L’ETE DES FAITS DIVERS

chronique
Comment un fait divers se transforme-t-il en fait de société, en événement politique ?
Deux terribles affaires récentes rappellent qu’en Belgique, il n’y a plus de faits divers : la mort du passager d’un autobus à Anvers à la suite des coups reçus par une bande de jeunes et l’assassinat de deux fillettes à Liège.
La mort par infarctus d’un homme qui avait osé interpeller quelques jeunes excités en leur demandant de se calmer aurait été en d’autres circonstances, en d’autres lieux, en d’autres temps, une info locale malheureuse et choquante mais elle n’aurait pas fait la une des journaux et des commentateurs politiques.
La nature de cet incident a changé radicalement dès lors que l’affaire se déroule à Anvers, ville malade, gangrenée par la haine et le désarroi (malgré semble-t-il une reprise en mains sérieuse des hommes politiques démocrates du cru). Et que les agresseurs sont des jeunes gens d’origine marocaine.
Elle fait apparaître de manière emblématique le terrible malaise qui parcourt Anvers (mais aussi ne nous y trompons pas les autres villes du pays) : la sensation d’insécurité dans une société en pleine mutation, la peur de l’étranger, particulièrement du Maghrébin. Ce malaise révèle surtout l’absence de confiance de beaucoup de citoyens dans les institutions démocratiques et les hommes appelés à les faire fonctionner : politiciens, policiers, juges.
Ces considérations avaient déjà été émises il y a dix ans à l’occasion de la découverte des méfaits de Dutroux et de ses complices : le mauvais fonctionnement des polices et de la justice, le manque d’humanité et de communication de magistrats enfermés dans une tour d’ivoire mais surtout l’inefficacité de l’institution judiciaire. Il faut reconnaître que de profonds changements sont intervenus. Police, appareil judiciaire ont été réformés, d’importants moyens affectés à la justice.
Pourquoi alors la disparition puis la découverte de l’assassinat de Stacy et de Nathalie à Liège suscitent-elles une émotion aussi profonde, qui rappelle celle provoquée par les meurtres de Julie et Melissa, de Ann et Eefje ou de Leïla Benaïssa ?
Au-delà de l’émotion face à la mort violente de deux enfants, des sévices qu’ils ont subis, il y a autre chose qui nous fait réagir.

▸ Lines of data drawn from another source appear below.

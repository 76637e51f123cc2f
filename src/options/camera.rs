use schemars::JsonSchema;
use serde::{Deserialize, Serialize};

#[derive(Debug, Clone, Serialize, Deserialize, PartialEq, JsonSchema)]
#[schemars(title = "Camera", inline)]
#[serde(default)]
/// Initial projection parameters for a [`SceneCamera`](crate::camera::SceneCamera).
pub struct CameraOptions {
    /// Vertical field of view in degrees.
    #[schemars(title = "View Angle", range(min = 1.0, max = 179.0), extend("step" = 1.0))]
    pub view_angle: f64,
    /// Half the viewport height in world units for parallel projection.
    #[schemars(title = "Parallel Scale", range(min = 0.0001))]
    pub parallel_scale: f64,
    /// Near clipping plane distance.
    #[schemars(skip)]
    pub near: f64,
    /// Far clipping plane distance.
    #[schemars(skip)]
    pub far: f64,
    /// Start in parallel (orthographic) projection.
    #[schemars(title = "Parallel Projection")]
    pub parallel_projection: bool,
}

impl Default for CameraOptions {
    fn default() -> Self {
        Self {
            view_angle: 30.0,
            parallel_scale: 1.0,
            near: 0.01,
            far: 1000.0,
            parallel_projection: false,
        }
    }
}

Le sentiment qu’à Liège comme à Anvers, les victimes sont, comme celles des affaires Dutroux et Derochette, le symbole d’une société qui ne s’aime plus et qui n’aime plus les êtres qui la peuplent et qui la font. Ce ne sont pas seulement les institutions judiciaires et policières qu’il faut reprendre en mains, c’est notre société, notre vie. Se regarder et s’aimer.